**TO DO**
Report, from the records below, every line where the word "magnitude" appears.

**INFORMATION SUPPLIED**
────────

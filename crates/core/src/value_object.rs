//! Value object trait: equality by value, not identity.

/// Marker trait for value objects.
///
/// Value objects are immutable and compared entirely by their attribute
/// values; identity does not exist for them. `Money` is the canonical example
/// here: any two hundred-paise amounts are the same amount, whereas two
/// `Ledger`s named "Cash" are still two different ledgers.
///
/// To "modify" a value object, construct a new one. The required bounds keep
/// them cheap to copy, comparable and debuggable.
pub trait ValueObject: Clone + PartialEq + core::fmt::Debug {}
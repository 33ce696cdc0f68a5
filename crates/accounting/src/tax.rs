//! Flat-rate tax split for tax-inclusive amounts.
//!
//! This is the illustrative split only (e.g. carving GST out of an invoice
//! total so it can be credited to a Duties & Taxes ledger); rate schedules,
//! filing and other regulatory computation live outside this core.

use serde::{Deserialize, Serialize};

use bahi_core::Money;

/// Net and tax portions of a tax-inclusive gross amount.
///
/// `net + tax == gross` always.
#[derive(Debug, Clone, Copy, PartialEq, Eq, Serialize, Deserialize)]
pub struct TaxSplit {
    pub net: Money,
    pub tax: Money,
}

/// Split a tax-inclusive `gross` at a flat rate given in basis points
/// (e.g. 1800 for 18%).
///
/// The tax portion is `gross * rate / (10000 + rate)`, rounded half-up away
/// from zero; the net portion absorbs the rounding so the two always sum back
/// to `gross`.
pub fn flat_rate_split(gross: Money, rate_bp: u32) -> TaxSplit {
    if rate_bp == 0 {
        return TaxSplit {
            net: gross,
            tax: Money::ZERO,
        };
    }

    let rate = i128::from(rate_bp);
    let denom = 10_000 + rate;
    let magnitude = i128::from(gross.minor()).abs();
    let tax_abs = (magnitude * rate + denom / 2) / denom;

    let tax = if gross.is_negative() {
        Money::from_minor(-(tax_abs as i64))
    } else {
        Money::from_minor(tax_abs as i64)
    };

    TaxSplit {
        net: gross - tax,
        tax,
    }
}
//! Day book: the journal re-listed line by line for a date range.

use chrono::NaiveDate;
use serde::{Deserialize, Serialize};

use bahi_accounting::{Journal, LedgerRegistry, Side, Voucher, VoucherKind};
use bahi_core::{Entity, LedgerId, Money, VoucherId};

use crate::{Period, within_epsilon};

/// Narrowing applied to the day book.
///
/// A kind filter keeps whole vouchers; a ledger filter keeps single lines and
/// can therefore legitimately produce an unbalanced subset.
#[derive(Debug, Clone, Copy, Default, PartialEq, Eq, Serialize, Deserialize)]
pub struct DayBookFilter {
    pub kind: Option<VoucherKind>,
    pub ledger: Option<LedgerId>,
}

impl DayBookFilter {
    pub fn by_kind(kind: VoucherKind) -> Self {
        Self {
            kind: Some(kind),
            ledger: None,
        }
    }

    pub fn by_ledger(ledger: LedgerId) -> Self {
        Self {
            kind: None,
            ledger: Some(ledger),
        }
    }
}

/// One voucher line, with its originating voucher's number/kind/party.
#[derive(Debug, Clone, PartialEq, Eq, Serialize)]
pub struct DayBookRow {
    pub date: NaiveDate,
    pub voucher: VoucherId,
    pub number: u32,
    pub kind: VoucherKind,
    pub party: Option<String>,
    pub ledger: String,
    pub particulars: Option<String>,
    pub debit: Money,
    pub credit: Money,
}

#[derive(Debug, Clone, PartialEq, Eq, Serialize)]
pub struct DayBook {
    pub period: Period,
    pub rows: Vec<DayBookRow>,
    pub total_debit: Money,
    pub total_credit: Money,
    /// False is expected (not an integrity problem) when a ledger filter
    /// shows only part of some voucher.
    pub balanced: bool,
}

fn ledger_name(registry: &LedgerRegistry, id: LedgerId) -> String {
    registry
        .ledger(id)
        .map(|ledger| ledger.name().to_string())
        .unwrap_or_else(|_| id.to_string())
}

/// List every journalized line in the period, one row per line item, ordered
/// by date then voucher number.
pub fn day_book(
    registry: &LedgerRegistry,
    journal: &Journal,
    period: Period,
    filter: DayBookFilter,
) -> DayBook {
    let mut selected: Vec<&Voucher> = journal
        .vouchers()
        .iter()
        .filter(|voucher| period.contains(voucher.date()))
        .filter(|voucher| filter.kind.is_none_or(|kind| kind == voucher.kind()))
        .collect();
    selected.sort_by_key(|voucher| (voucher.date(), voucher.number()));

    let mut rows = Vec::new();
    for voucher in selected {
        let party = voucher.party().map(|id| ledger_name(registry, id));
        for line in voucher.lines() {
            if filter.ledger.is_some_and(|id| id != line.ledger) {
                continue;
            }
            let (debit, credit) = match line.side {
                Side::Debit => (line.amount, Money::ZERO),
                Side::Credit => (Money::ZERO, line.amount),
            };
            rows.push(DayBookRow {
                date: voucher.date(),
                voucher: *voucher.id(),
                number: voucher.number(),
                kind: voucher.kind(),
                party: party.clone(),
                ledger: ledger_name(registry, line.ledger),
                particulars: line.particulars.clone(),
                debit,
                credit,
            });
        }
    }

    let total_debit: Money = rows.iter().map(|row| row.debit).sum();
    let total_credit: Money = rows.iter().map(|row| row.credit).sum();
    let balanced = within_epsilon(total_debit, total_credit);

    DayBook {
        period,
        rows,
        total_debit,
        total_credit,
        balanced,
    }
}

#[cfg(test)]
mod tests {
    use super::*;
    use bahi_accounting::{DraftLine, DraftVoucher, LedgerGroup};

    fn date(y: i32, m: u32, d: u32) -> NaiveDate {
        NaiveDate::from_ymd_opt(y, m, d).unwrap()
    }

    fn december() -> Period {
        Period::new(date(2024, 12, 1), date(2024, 12, 31))
    }

    struct Fixture {
        registry: LedgerRegistry,
        journal: Journal,
        cash: LedgerId,
        sales: LedgerId,
        purchases: LedgerId,
        customer: LedgerId,
        supplier: LedgerId,
    }

    fn fixture() -> Fixture {
        let mut registry = LedgerRegistry::new();
        let cash = registry
            .create_ledger("Cash", LedgerGroup::CashInHand, Money::from_major(50_000))
            .unwrap();
        let sales = registry
            .create_ledger("Sales Accounts", LedgerGroup::SalesAccounts, Money::ZERO)
            .unwrap();
        let purchases = registry
            .create_ledger("Purchase Accounts", LedgerGroup::PurchaseAccounts, Money::ZERO)
            .unwrap();
        let customer = registry
            .create_ledger("Acme Traders", LedgerGroup::SundryDebtors, Money::ZERO)
            .unwrap();
        let supplier = registry
            .create_ledger("Bharat Supplies", LedgerGroup::SundryCreditors, Money::ZERO)
            .unwrap();
        Fixture {
            registry,
            journal: Journal::new(),
            cash,
            sales,
            purchases,
            customer,
            supplier,
        }
    }

    fn post_mixed_december(fixture: &mut Fixture) {
        let sale = DraftVoucher::new(VoucherKind::Sales, date(2024, 12, 26))
            .with_party(fixture.customer)
            .with_line(DraftLine::debit(fixture.cash, Money::from_major(135_000)))
            .with_line(DraftLine::credit(fixture.sales, Money::from_major(135_000)));
        fixture.journal.post(&mut fixture.registry, sale).unwrap();

        let purchase = DraftVoucher::new(VoucherKind::Purchase, date(2024, 12, 27))
            .with_party(fixture.supplier)
            .with_line(DraftLine::debit(fixture.purchases, Money::from_major(60_000)))
            .with_line(DraftLine::credit(fixture.cash, Money::from_major(60_000)));
        fixture
            .journal
            .post(&mut fixture.registry, purchase)
            .unwrap();
    }

    #[test]
    fn empty_journal_yields_zeroed_day_book() {
        let fixture = fixture();
        let report = day_book(
            &fixture.registry,
            &fixture.journal,
            december(),
            DayBookFilter::default(),
        );
        assert!(report.rows.is_empty());
        assert_eq!(report.total_debit, Money::ZERO);
        assert!(report.balanced);
    }

    #[test]
    fn one_row_per_line_item_in_date_order() {
        let mut fixture = fixture();
        post_mixed_december(&mut fixture);

        let report = day_book(
            &fixture.registry,
            &fixture.journal,
            december(),
            DayBookFilter::default(),
        );
        assert_eq!(report.rows.len(), 4);
        assert_eq!(report.rows[0].date, date(2024, 12, 26));
        assert_eq!(report.rows[0].number, 1);
        assert_eq!(report.rows[2].date, date(2024, 12, 27));
        assert_eq!(report.total_debit, Money::from_major(195_000));
        assert_eq!(report.total_credit, Money::from_major(195_000));
        assert!(report.balanced);
    }

    #[test]
    fn kind_filter_keeps_whole_vouchers_and_stays_balanced() {
        let mut fixture = fixture();
        post_mixed_december(&mut fixture);

        let report = day_book(
            &fixture.registry,
            &fixture.journal,
            december(),
            DayBookFilter::by_kind(VoucherKind::Sales),
        );
        assert_eq!(report.rows.len(), 2);
        assert!(report.rows.iter().all(|row| row.kind == VoucherKind::Sales));
        assert_eq!(report.rows[0].party.as_deref(), Some("Acme Traders"));
        assert_eq!(report.total_debit, Money::from_major(135_000));
        assert_eq!(report.total_credit, Money::from_major(135_000));
        assert!(report.balanced);
    }

    #[test]
    fn ledger_filter_may_show_an_unbalanced_subset() {
        let mut fixture = fixture();
        post_mixed_december(&mut fixture);

        // Only the cash lines: a debit of 135,000 and a credit of 60,000.
        let report = day_book(
            &fixture.registry,
            &fixture.journal,
            december(),
            DayBookFilter::by_ledger(fixture.cash),
        );
        assert_eq!(report.rows.len(), 2);
        assert!(report.rows.iter().all(|row| row.ledger == "Cash"));
        assert_eq!(report.total_debit, Money::from_major(135_000));
        assert_eq!(report.total_credit, Money::from_major(60_000));
        assert!(!report.balanced);
    }

    #[test]
    fn vouchers_outside_the_period_are_excluded() {
        let mut fixture = fixture();
        post_mixed_december(&mut fixture);
        let january_sale = DraftVoucher::new(VoucherKind::Sales, date(2025, 1, 2))
            .with_party(fixture.customer)
            .with_line(DraftLine::debit(fixture.cash, Money::from_major(1_000)))
            .with_line(DraftLine::credit(fixture.sales, Money::from_major(1_000)));
        fixture
            .journal
            .post(&mut fixture.registry, january_sale)
            .unwrap();

        let report = day_book(
            &fixture.registry,
            &fixture.journal,
            december(),
            DayBookFilter::default(),
        );
        assert_eq!(report.rows.len(), 4);
    }

    #[test]
    fn line_particulars_travel_onto_rows() {
        let mut fixture = fixture();
        let sale = DraftVoucher::new(VoucherKind::Sales, date(2024, 12, 26))
            .with_party(fixture.customer)
            .with_line(
                DraftLine::debit(fixture.cash, Money::from_major(500))
                    .with_particulars("counter sale"),
            )
            .with_line(DraftLine::credit(fixture.sales, Money::from_major(500)));
        fixture.journal.post(&mut fixture.registry, sale).unwrap();

        let report = day_book(
            &fixture.registry,
            &fixture.journal,
            december(),
            DayBookFilter::default(),
        );
        assert_eq!(report.rows[0].particulars.as_deref(), Some("counter sale"));
        assert_eq!(report.rows[1].particulars, None);
    }
}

────────

**TASK RESULT**
    let magnitude = i128::from(gross.minor()).abs();
    let tax_abs = (magnitude * rate + denom / 2) / denom;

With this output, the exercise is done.